Neuroprotective effect of 3,3'-Diindolylmethane against perinatal asphyxia involves inhibition of the AhR and NMDA signaling and hypermethylation of specific genes.
Apoptosis. 2020 Oct ;25(9-10):747-762. Epub 2020 Aug 20. PMID: 32816128
Each year, 1 million children die due to perinatal asphyxia; however, there are no effective drugs to protect the neonatal brain against hypoxic/ischemic damage. In this study, we demonstrated for the first time the neuroprotective capacity of 3,3'-diindolylmethane (DIM) in an in vivo model of rat perinatal asphyxia, which has translational value and corresponds to hypoxic/ischemic episodes in human newborns. Posttreatment with DIM restored the weight of the ipsilateral hemisphere and normalized cell number in the brain structures of rats exposed to perinatal asphyxia. DIM also downregulated the mRNA expression of HIF1A-regulated Bnip3 and Hif1a which is a hypoxic marker, and the expression of miR-181b which is an indicator of perinatal asphyxia.

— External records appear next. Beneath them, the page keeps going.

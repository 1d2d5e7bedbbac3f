//! Transfer rate measurement.
//!
//! Each peer stream carries a [`RateMeter`]: a running byte/s average
//! over a sliding 20-second window. The meter is clocked explicitly in
//! whole seconds so callers (and tests) control time; sessions feed it
//! from a monotonic clock anchored at engine start.

/// Width of the sliding window in seconds.
pub const WINDOW_SECS: u64 = 20;

/// Offset applied to a fresh meter's window start. Without it the first
/// update would divide by a near-zero elapsed time and a brand-new peer
/// would briefly report an absurd rate.
pub const FUDGE_SECS: u64 = 5;

/// Sliding running-average of bytes per second on one stream.
#[derive(Debug, Clone)]
pub struct RateMeter {
    rate: f64,
    total: u64,
    next_expected: u64,
    last_update: u64,
    rate_since: u64,
}

impl RateMeter {
    pub fn new(now: u64) -> Self {
        Self {
            rate: 0.0,
            total: 0,
            next_expected: now + FUDGE_SECS,
            last_update: now,
            rate_since: now.saturating_sub(FUDGE_SECS),
        }
    }

    /// Folds `amount` bytes observed at time `now` into the average and
    /// returns the updated rate.
    ///
    /// Idle calls (`amount == 0`) before the expected next update are
    /// ignored; past it they decay the rate toward zero, so a stalled
    /// stream reads as slow rather than frozen at its last speed.
    pub fn update(&mut self, amount: u64, now: u64) -> f64 {
        if now < self.next_expected && amount == 0 {
            return self.rate;
        }

        let elapsed = now.saturating_sub(self.rate_since).max(1) as f64;
        let carried = self.rate * self.last_update.saturating_sub(self.rate_since) as f64;
        self.rate = (carried + amount as f64) / elapsed;

        self.total += amount;
        self.next_expected = now + (amount / (self.rate as u64).max(1)).min(FUDGE_SECS);
        self.last_update = now;
        self.rate_since = self.rate_since.max(now.saturating_sub(WINDOW_SECS));
        self.rate
    }

    /// Current rate in bytes per second.
    pub fn rate(&self) -> f64 {
        self.rate
    }

    /// Total bytes folded in over the meter's lifetime.
    pub fn total(&self) -> u64 {
        self.total
    }
}

/// Capacity of a [`RateWindow`].
pub const RATE_WINDOW_CAP: usize = 25;

/// Samples retained when a full window is truncated.
pub const RATE_WINDOW_KEEP: usize = 20;

/// Rolling window of recent download-rate samples, used for the
/// per-torrent rate sparkline.
#[derive(Debug, Clone, Default)]
pub struct RateWindow {
    samples: Vec<f64>,
}

impl RateWindow {
    pub fn new() -> Self {
        Self::default()
    }

    /// Appends a sample. When the window exceeds its cap the oldest
    /// samples are discarded down to the retention mark.
    pub fn push(&mut self, sample: f64) {
        self.samples.push(sample);
        if self.samples.len() > RATE_WINDOW_CAP {
            let drop = self.samples.len() - RATE_WINDOW_KEEP;
            self.samples.drain(..drop);
        }
    }

    pub fn samples(&self) -> &[f64] {
        &self.samples
    }
}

In addition, DIM inhibited apoptosis and oxidative stress accompanying perinatal asphyxia through: downregulation of FAS, CASP-3, CAPN1, GPx3 and SOD-1, attenuation of caspase-9 activity, and upregulation of anti-apoptotic Bcl2 mRNA. The protective effects of DIM were accompanied by the inhibition of the AhR and NMDA signaling pathways, as indicated by the reduced expression levels of AhR, ARNT, CYP1A1, GluN1 and GluN2B, which was correlated with enhanced global DNA methylation and the methylation of the Ahr and Grin2b genes. Because our study provided evidence that in rat brain undergoing perinatal asphyxia, DIM predominantly targets AhR and NMDA, we postulate that compounds that possess the ability to inhibit their signaling are promising therapeutic tools to prevent stroke.